It will be interesting to see how the CDC and PROP handle the increasing number of cancer patients with chronic pain. The CDC guidelines specifically exclude cancer-related pain, but not pain after the cancer is “cured”.
Cancer pain is the key reason for a significant number of hospital admissions in the United States, according to a national epidemiological study.
A retrospective review of data from the National Inpatient Sample hospital discharge database for the years 2007 to 2012 found that an estimated 121,902 patients with a primary diagnosis of cancer pain were admitted during that time period
In addition, 76% of patients had cancer pain associated with secondary malignancy, with the two most common being neoplasms in the bone and bone marrow (43.9%) and liver (26.8%).
Overall, 57% of patients were admitted from the emergency department, and the average hospital stay for those younger than 65 years of age was 5.5 versus 4.9 days for those over the age of 65. Most patients had either a routine discharge (46.6%) or discharge to home health care (26.7%).
“Pain is one of the most common and feared symptoms of cancer, experienced by
- 30% to 50% of patients with cancer receiving treatment and
- 70% to 90% of patients with advanced disease.”
Dr. Taherian noted that cancer-related pain among hospitalized patients is often underdiagnosed and undertreated.

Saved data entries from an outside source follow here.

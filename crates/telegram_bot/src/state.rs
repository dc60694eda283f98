use std::{collections::HashMap, sync::Arc};

use api_types::transaction::TransactionRow;
use engine::{Clarification, Draft, EntryKind, MoneyCents};
use teloxide::types::{ChatId, MessageId};
use tokio::sync::Mutex;

/// Where the conversation with a chat currently stands.
///
/// The step decides what a plain text message means; buttons carry their own
/// meaning in the callback data.
#[derive(Clone, Copy, Debug, Default, PartialEq, Eq)]
pub(crate) enum Step {
    /// No conversation: text is read as a quick entry.
    #[default]
    Idle,
    /// Month screen shown: text is read as a quick entry.
    Menu,
    ChooseType,
    ExpenseCategory,
    ExpenseSubcategory,
    IncomeCategory,
    Amount,
    Comment,
    AnalysisKind,
    AnalysisPeriod,
    SetBalance,
    EditSelect,
    EditField,
    EditValue,
    QuickConfirm,
    QuickEditField,
    QuickEditValue,
}

/// Entry being built through the button wizard.
#[derive(Clone, Debug, PartialEq, Eq)]
pub(crate) struct WizardDraft {
    pub kind: EntryKind,
    pub category: Option<String>,
    pub subcategory: String,
    pub amount: Option<MoneyCents>,
}

impl WizardDraft {
    pub(crate) fn new(kind: EntryKind) -> Self {
        Self {
            kind,
            category: None,
            subcategory: String::new(),
            amount: None,
        }
    }
}

/// Entry typed in one line, waiting for confirmation.
#[derive(Clone, Debug, PartialEq, Eq)]
pub(crate) enum QuickEntry {
    Ready(Draft),
    Choosing(Clarification),
}

/// Field of a quick entry being changed from the edit menu.
#[derive(Clone, Copy, Debug, PartialEq, Eq)]
pub(crate) enum QuickField {
    Kind,
    Amount,
    Category,
    Subcategory,
    Comment,
}

/// Field of an existing ledger row being changed.
#[derive(Clone, Copy, Debug, PartialEq, Eq)]
pub(crate) enum RecordField {
    Amount,
    Comment,
}

#[derive(Clone, Debug, Default)]
pub(crate) struct Session {
    pub step: Step,
    /// Bot prompt that is removed once the user answers it.
    pub working_message: Option<MessageId>,
    pub wizard: Option<WizardDraft>,
    pub quick: Option<QuickEntry>,
    pub quick_field: Option<QuickField>,
    pub records: Vec<TransactionRow>,
    pub selected: Option<TransactionRow>,
    pub record_field: Option<RecordField>,
    pub analysis_kind: Option<EntryKind>,
}

impl Session {
    /// Ready quick draft, if the user is past the suggestion picker.
    pub(crate) fn quick_draft_mut(&mut self) -> Option<&mut Draft> {
        match &mut self.quick {
            Some(QuickEntry::Ready(draft)) => Some(draft),
            _ => None,
        }
    }

    pub(crate) fn quick_draft(&self) -> Option<&Draft> {
        match &self.quick {
            Some(QuickEntry::Ready(draft)) => Some(draft),
            _ => None,
        }
    }

    /// Drops everything but the working message id, as `/start` does.
    pub(crate) fn reset(&mut self) {
        *self = Session {
            working_message: self.working_message,
            ..Session::default()
        };
    }

    pub(crate) fn clear_quick(&mut self) {
        self.quick = None;
        self.quick_field = None;
    }
}

#[derive(Clone, Default)]
pub(crate) struct SessionStore {
    inner: Arc<Mutex<HashMap<ChatId, Session>>>,
}

impl SessionStore {
    pub(crate) async fn get(&self, chat_id: ChatId) -> Session {
        let guard = self.inner.lock().await;
        guard.get(&chat_id).cloned().unwrap_or_default()
    }

    pub(crate) async fn update<F>(&self, chat_id: ChatId, f: F) -> Session
    where
        F: FnOnce(&mut Session),
    {
        let mut guard = self.inner.lock().await;
        let session = guard.entry(chat_id).or_default();
        f(session);
        session.clone()
    }

    pub(crate) async fn set_step(&self, chat_id: ChatId, step: Step) {
        self.update(chat_id, |s| s.step = step).await;
    }

    /// Takes the working message id out of the session.
    pub(crate) async fn take_working_message(&self, chat_id: ChatId) -> Option<MessageId> {
        let mut guard = self.inner.lock().await;
        guard
            .get_mut(&chat_id)
            .and_then(|session| session.working_message.take())
    }
}

#[cfg(test)]
mod tests {
    use super::*;

    fn draft() -> Draft {
        Draft {
            kind: EntryKind::Expense,
            amount: MoneyCents::new(100),
            category: "Дом".to_string(),
            subcategory: "Мебель".to_string(),
            comment: String::new(),
        }
    }

    #[tokio::test]
    async fn update_creates_and_keeps_sessions_per_chat() {
        let store = SessionStore::default();
        store.set_step(ChatId(1), Step::Amount).await;
        store
            .update(ChatId(2), |s| s.analysis_kind = Some(EntryKind::Income))
            .await;

        assert_eq!(store.get(ChatId(1)).await.step, Step::Amount);
        assert_eq!(store.get(ChatId(2)).await.step, Step::Idle);
        assert_eq!(
            store.get(ChatId(2)).await.analysis_kind,
            Some(EntryKind::Income)
        );
        assert_eq!(store.get(ChatId(3)).await.step, Step::Idle);
    }

    #[tokio::test]
    async fn working_message_is_taken_once() {
        let store = SessionStore::default();
        store
            .update(ChatId(1), |s| s.working_message = Some(MessageId(10)))
            .await;

        assert_eq!(store.take_working_message(ChatId(1)).await, Some(MessageId(10)));
        assert_eq!(store.take_working_message(ChatId(1)).await, None);
        assert_eq!(store.take_working_message(ChatId(9)).await, None);
    }

    #[test]
    fn reset_keeps_only_the_working_message() {
        let mut session = Session {
            step: Step::QuickEditValue,
            working_message: Some(MessageId(5)),
            quick: Some(QuickEntry::Ready(draft())),
            quick_field: Some(QuickField::Amount),
            ..Session::default()
        };
        session.reset();

        assert_eq!(session.step, Step::Idle);
        assert_eq!(session.working_message, Some(MessageId(5)));
        assert!(session.quick.is_none());
        assert!(session.quick_field.is_none());
    }

    #[test]
    fn quick_draft_only_when_ready() {
        let mut session = Session::default();
        assert!(session.quick_draft().is_none());

        session.quick = Some(QuickEntry::Ready(draft()));
        if let Some(draft) = session.quick_draft_mut() {
            draft.comment = "диван".to_string();
        }
        assert_eq!(session.quick_draft().map(|d| d.comment.as_str()), Some("диван"));

        session.clear_quick();
        assert!(session.quick.is_none());
    }
}
//! Free-text amount parsing.
//!
//! Users type amounts the way they say them: `2500`, `2 500`, `2,5к`,
//! `1.234,56`. [`parse_amount`] normalizes all of those into kopecks.

use crate::{EngineError, MoneyCents};

const THOUSAND_SUFFIXES: [char; 2] = ['к', 'k'];

/// Parses a user-typed amount.
///
/// Rules:
/// - whitespace anywhere is ignored (`2 500` == `2500`)
/// - a trailing `к`/`k` multiplies by 1000
/// - with both `,` and `.` present, the right-most one is the decimal point and
///   the others are thousands separators; a lone `,` is a decimal point
/// - any other character is dropped before reading the number
/// - negative values are rejected, zero is accepted
///
/// ```rust
/// use engine::parse_amount;
///
/// assert_eq!(parse_amount("2 500").unwrap().cents(), 250_000);
/// assert_eq!(parse_amount("2,5к").unwrap().cents(), 250_000);
/// assert!(parse_amount("много").is_err());
/// ```
pub fn parse_amount(text: &str) -> Result<MoneyCents, EngineError> {
    let lowered = text.trim().to_lowercase();
    if lowered.is_empty() {
        return Err(EngineError::InvalidAmount("empty amount".to_string()));
    }

    let mut compact: String = lowered.chars().filter(|c| !c.is_whitespace()).collect();
    let mut multiplier = 1.0;
    if let Some(last) = compact.chars().last()
        && THOUSAND_SUFFIXES.contains(&last)
    {
        multiplier = 1000.0;
        compact.pop();
    }

    let normalized = normalize_separators(&compact);
    let cleaned: String = normalized
        .chars()
        .filter(|c| c.is_ascii_digit() || *c == '.' || *c == '-')
        .collect();

    let value: f64 = cleaned
        .parse()
        .map_err(|_| EngineError::InvalidAmount(format!("cannot read '{}'", text.trim())))?;
    let value = value * multiplier;
    if value < 0.0 {
        return Err(EngineError::InvalidAmount("amount must not be negative".to_string()));
    }

    MoneyCents::from_major(value)
}

fn normalize_separators(input: &str) -> String {
    let last_comma = input.rfind(',');
    let last_dot = input.rfind('.');

    match (last_comma, last_dot) {
        (Some(comma), Some(dot)) => {
            let decimal = comma.max(dot);
            let strip = |part: &str| -> String {
                part.chars().filter(|c| *c != ',' && *c != '.').collect()
            };
            // Both separators are one byte wide, so `decimal + 1` is a char boundary.
            format!("{}.{}", strip(&input[..decimal]), strip(&input[decimal + 1..]))
        }
        (Some(_), None) => input.replace(',', "."),
        _ => input.to_string(),
    }
}

#[cfg(test)]
mod tests {
    use super::*;

    fn cents(text: &str) -> i64 {
        parse_amount(text).unwrap().cents()
    }

    #[test]
    fn plain_and_spaced_numbers() {
        assert_eq!(cents("2500"), 250_000);
        assert_eq!(cents(" 2 500 "), 250_000);
        assert_eq!(cents("1 000 000"), 100_000_000);
    }

    #[test]
    fn thousand_suffix_latin_and_cyrillic() {
        assert_eq!(cents("2к"), 200_000);
        assert_eq!(cents("2K"), 200_000);
        assert_eq!(cents("1,5к"), 150_000);
        assert_eq!(cents("2.5 k"), 250_000);
    }

    #[test]
    fn comma_alone_is_decimal_point() {
        assert_eq!(cents("2,5"), 250);
        assert_eq!(cents("99,99"), 9999);
    }

    #[test]
    fn rightmost_separator_wins_when_both_present() {
        assert_eq!(cents("1.234,56"), 123_456);
        assert_eq!(cents("1,234.56"), 123_456);
        assert_eq!(cents("1.234.567,8"), 123_456_780);
    }

    #[test]
    fn noise_characters_are_dropped() {
        assert_eq!(cents("1500₽"), 150_000);
        assert_eq!(cents("1500 руб"), 150_000);
    }

    #[test]
    fn rounds_to_two_decimals() {
        assert_eq!(cents("10.129"), 1013);
        assert_eq!(cents("0.001"), 0);
    }

    #[test]
    fn zero_is_accepted() {
        assert_eq!(cents("0"), 0);
    }

    #[test]
    fn rejects_negative_and_garbage() {
        assert!(parse_amount("-5").is_err());
        assert!(parse_amount("").is_err());
        assert!(parse_amount("   ").is_err());
        assert!(parse_amount("abc").is_err());
        assert!(parse_amount("k").is_err());
        assert!(parse_amount("1.2.3").is_err());
    }
}
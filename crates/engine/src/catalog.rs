//! Category dictionaries shared by the wizard keyboards and the quick-entry
//! parser.
//!
//! Order is significant: keyboards address categories and subcategories by
//! their position in these tables.

/// Expense categories with their subcategories.
pub const EXPENSES: &[(&str, &[&str])] = &[
    (
        "Дети",
        &[
            "Кружки и секции",
            "Карманные деньги",
            "Медицинские расходы",
            "Детский сад",
            "Одежда",
            "Повседневные траты",
            "Игрушки",
            "Другое",
        ],
    ),
    (
        "Задолженности",
        &[
            "Кредитные карты",
            "Образовательный кредит",
            "Другие кредиты",
            "Налоги (федеральные)",
            "Налоги (муниципальные)",
            "Другое",
        ],
    ),
    (
        "Образование",
        &["Плата за образование", "Учебная литература", "Уроки музыки", "Другое"],
    ),
    (
        "Развлечения",
        &[
            "Книги",
            "Концерты",
            "Игры",
            "Хобби",
            "Кино",
            "Музыка",
            "Отдых на природе",
            "Фотографии",
            "Спорт",
            "Театр",
            "Телевидение",
            "Другое",
        ],
    ),
    (
        "Повседневные расходы",
        &[
            "Продукты",
            "Рестораны и кафе",
            "Средства гигиены",
            "Одежда",
            "Химчистка",
            "Косметические средства",
            "Подписки",
            "Другое",
        ],
    ),
    ("Подарки", &["Подарки", "Благотворительность", "Другое"]),
    (
        "Здоровье",
        &[
            "Обследования врачей/стоматолога/окулиста",
            "Услуги специалистов",
            "Лекарства",
            "Скорая помощь",
            "Другое",
        ],
    ),
    (
        "Дом",
        &[
            "Аренда/ипотека",
            "Налог на недвижимость",
            "Мебель",
            "Сад",
            "Товары для дома",
            "Обслуживание",
            "Ремонт",
            "Переезд",
            "Другое",
        ],
    ),
    (
        "Страхование",
        &[
            "Страхование автомобиля",
            "Медицинская страховка",
            "Страхование недвижимости",
            "Страхование жизни",
            "Другое",
        ],
    ),
    (
        "Домашние животные",
        &["Корм", "Ветеринар", "Игрушки", "Товары для животных", "Другое"],
    ),
    (
        "Техника",
        &[
            "Домены и хостинг",
            "Онлайн-сервисы",
            "Устройства",
            "Программное обеспечение",
            "Другое",
        ],
    ),
    (
        "Транспорт",
        &[
            "Топливо",
            "Платежи за автомобиль",
            "Ремонт",
            "Регистрация/водительские права",
            "Запчасти",
            "Общественный транспорт",
            "Такси и каршеринг",
        ],
    ),
    (
        "Путешествия",
        &["Авиабилеты", "Отели", "Питание", "Транспорт", "Развлечения", "Другое"],
    ),
    (
        "Услуги ЖКХ",
        &[
            "Телефон",
            "Телевидение",
            "Интернет",
            "Электричество",
            "Отопление/газ",
            "Вода",
            "Вывоз мусора",
            "Другое",
        ],
    ),
    (
        "Красота",
        &["Маникюр", "Педикюр", "Парикмахер", "Убирание волос", "Массаж", "Другое"],
    ),
];

/// Income sources.
pub const INCOME_CATEGORIES: &[&str] = &[
    "Муж",
    "Государство",
    "% по вкладам",
    "Возвраты",
    "Подарки",
    "Случайные доходы",
    "Продажи",
];

/// Short keywords for expense categories, lower-case.
pub const EXPENSE_ALIASES: &[(&str, &str)] = &[
    ("дети", "Дети"),
    ("детям", "Дети"),
    ("ребенку", "Дети"),
    ("задолженности", "Задолженности"),
    ("долги", "Задолженности"),
    ("кредит", "Задолженности"),
    ("образование", "Образование"),
    ("учеба", "Образование"),
    ("развлечения", "Развлечения"),
    ("отдых", "Развлечения"),
    ("повседневные", "Повседневные расходы"),
    ("продукты", "Повседневные расходы"),
    ("еда", "Повседневные расходы"),
    ("кафе", "Повседневные расходы"),
    ("ресторан", "Повседневные расходы"),
    ("одежда", "Повседневные расходы"),
    ("подарки", "Подарки"),
    ("подарок", "Подарки"),
    ("здоровье", "Здоровье"),
    ("врач", "Здоровье"),
    ("лекарства", "Здоровье"),
    ("аптека", "Здоровье"),
    ("дом", "Дом"),
    ("мебель", "Дом"),
    ("ремонт", "Дом"),
    ("страхование", "Страхование"),
    ("страховка", "Страхование"),
    ("животные", "Домашние животные"),
    ("питомец", "Домашние животные"),
    ("кот", "Домашние животные"),
    ("собака", "Домашние животные"),
    ("техника", "Техника"),
    ("гаджеты", "Техника"),
    ("транспорт", "Транспорт"),
    ("топливо", "Транспорт"),
    ("бензин", "Транспорт"),
    ("такси", "Транспорт"),
    ("метро", "Транспорт"),
    ("путешествия", "Путешествия"),
    ("поездка", "Путешествия"),
    ("отель", "Путешествия"),
    ("жкх", "Услуги ЖКХ"),
    ("коммуналка", "Услуги ЖКХ"),
    ("свет", "Услуги ЖКХ"),
    ("вода", "Услуги ЖКХ"),
    ("интернет", "Услуги ЖКХ"),
    ("красота", "Красота"),
    ("маникюр", "Красота"),
    ("парикмахер", "Красота"),
];

/// Short keywords for income sources, lower-case.
pub const INCOME_ALIASES: &[(&str, &str)] = &[
    ("муж", "Муж"),
    ("зарплата", "Муж"),
    ("государство", "Государство"),
    ("пособие", "Государство"),
    ("проценты", "% по вкладам"),
    ("вклад", "% по вкладам"),
    ("возврат", "Возвраты"),
    ("вернули", "Возвраты"),
    ("подарок", "Подарки"),
    ("подарки", "Подарки"),
    ("продажа", "Продажи"),
];

/// Expense keywords that point at a specific subcategory.
pub const EXPENSE_SUBCATEGORY_ALIASES: &[(&str, &str)] = &[
    ("продукты", "Продукты"),
    ("еда", "Продукты"),
    ("кафе", "Рестораны и кафе"),
    ("ресторан", "Рестораны и кафе"),
    ("одежда", "Одежда"),
    ("врач", "Обследования врачей/стоматолога/окулиста"),
    ("лекарства", "Лекарства"),
    ("аптека", "Лекарства"),
    ("мебель", "Мебель"),
    ("ремонт", "Ремонт"),
    ("такси", "Такси и каршеринг"),
    ("метро", "Общественный транспорт"),
    ("бензин", "Топливо"),
    ("топливо", "Топливо"),
    ("отель", "Отели"),
    ("свет", "Электричество"),
    ("вода", "Вода"),
    ("интернет", "Интернет"),
    ("жкх", "Другое"),
    ("коммуналка", "Другое"),
    ("маникюр", "Маникюр"),
    ("парикмахер", "Парикмахер"),
];

const FALLBACK_SUBCATEGORY: &str = "Другое";

/// Expense category names, in keyboard order.
pub fn expense_categories() -> impl Iterator<Item = &'static str> {
    EXPENSES.iter().map(|(name, _)| *name)
}

pub fn expense_category(index: usize) -> Option<&'static str> {
    EXPENSES.get(index).map(|(name, _)| *name)
}

/// Subcategories of an expense category; empty for unknown names.
pub fn subcategories(category: &str) -> &'static [&'static str] {
    EXPENSES
        .iter()
        .find(|(name, _)| *name == category)
        .map(|(_, subs)| *subs)
        .unwrap_or(&[])
}

pub fn subcategory(category: &str, index: usize) -> Option<&'static str> {
    subcategories(category).get(index).copied()
}

/// Subcategory used when the user did not pick one: the last entry of the
/// list, which is the catch-all for most categories.
pub fn default_subcategory(category: &str) -> &'static str {
    subcategories(category)
        .last()
        .copied()
        .unwrap_or(FALLBACK_SUBCATEGORY)
}

pub fn income_categories() -> impl Iterator<Item = &'static str> {
    INCOME_CATEGORIES.iter().copied()
}

pub fn income_category(index: usize) -> Option<&'static str> {
    INCOME_CATEGORIES.get(index).copied()
}

pub fn expense_alias(word: &str) -> Option<&'static str> {
    lookup(EXPENSE_ALIASES, word)
}

pub fn income_alias(word: &str) -> Option<&'static str> {
    lookup(INCOME_ALIASES, word)
}

pub fn alias_subcategory(word: &str) -> Option<&'static str> {
    lookup(EXPENSE_SUBCATEGORY_ALIASES, word)
}

/// Whether `word` is any expense or income keyword.
pub fn is_alias(word: &str) -> bool {
    expense_alias(word).is_some() || income_alias(word).is_some()
}

pub fn expense_alias_keys() -> impl Iterator<Item = &'static str> {
    EXPENSE_ALIASES.iter().map(|(key, _)| *key)
}

pub fn income_alias_keys() -> impl Iterator<Item = &'static str> {
    INCOME_ALIASES.iter().map(|(key, _)| *key)
}

fn lookup(table: &'static [(&'static str, &'static str)], word: &str) -> Option<&'static str> {
    table
        .iter()
        .find(|(key, _)| *key == word)
        .map(|(_, value)| *value)
}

“A number of studies have found that opioid use [i.e. high level of pain, ed.], younger age, lower health literacy and, most importantly, inconsistent analgesic adherence are predictors of hospitalizations in patients with cancer pain.”
Dr. Taherian said all physicians who care for cancer patients should pay more attention to pain management. “Comprehensive pain assessment and evidence-based analgesic decision-making processes do enhance usual pain outcomes,” he said. “Therefore, current approach to pain control should be individualized for every patient
Incorporating a multidimensional approach to cancer pain management “is important to achieve optimal quality of life for all cancer patients and prevent future admissions or decrease the length of hospital stay,” Dr. Taherian said.
“Oncologists can prevent admissions for palliation through earlier detection by making sure to question patients at every visit regarding their pain symptoms,” he said. “For cancers that we know will have a higher incidence of painful sequelae, anticipating the pain symptoms earlier is vital.”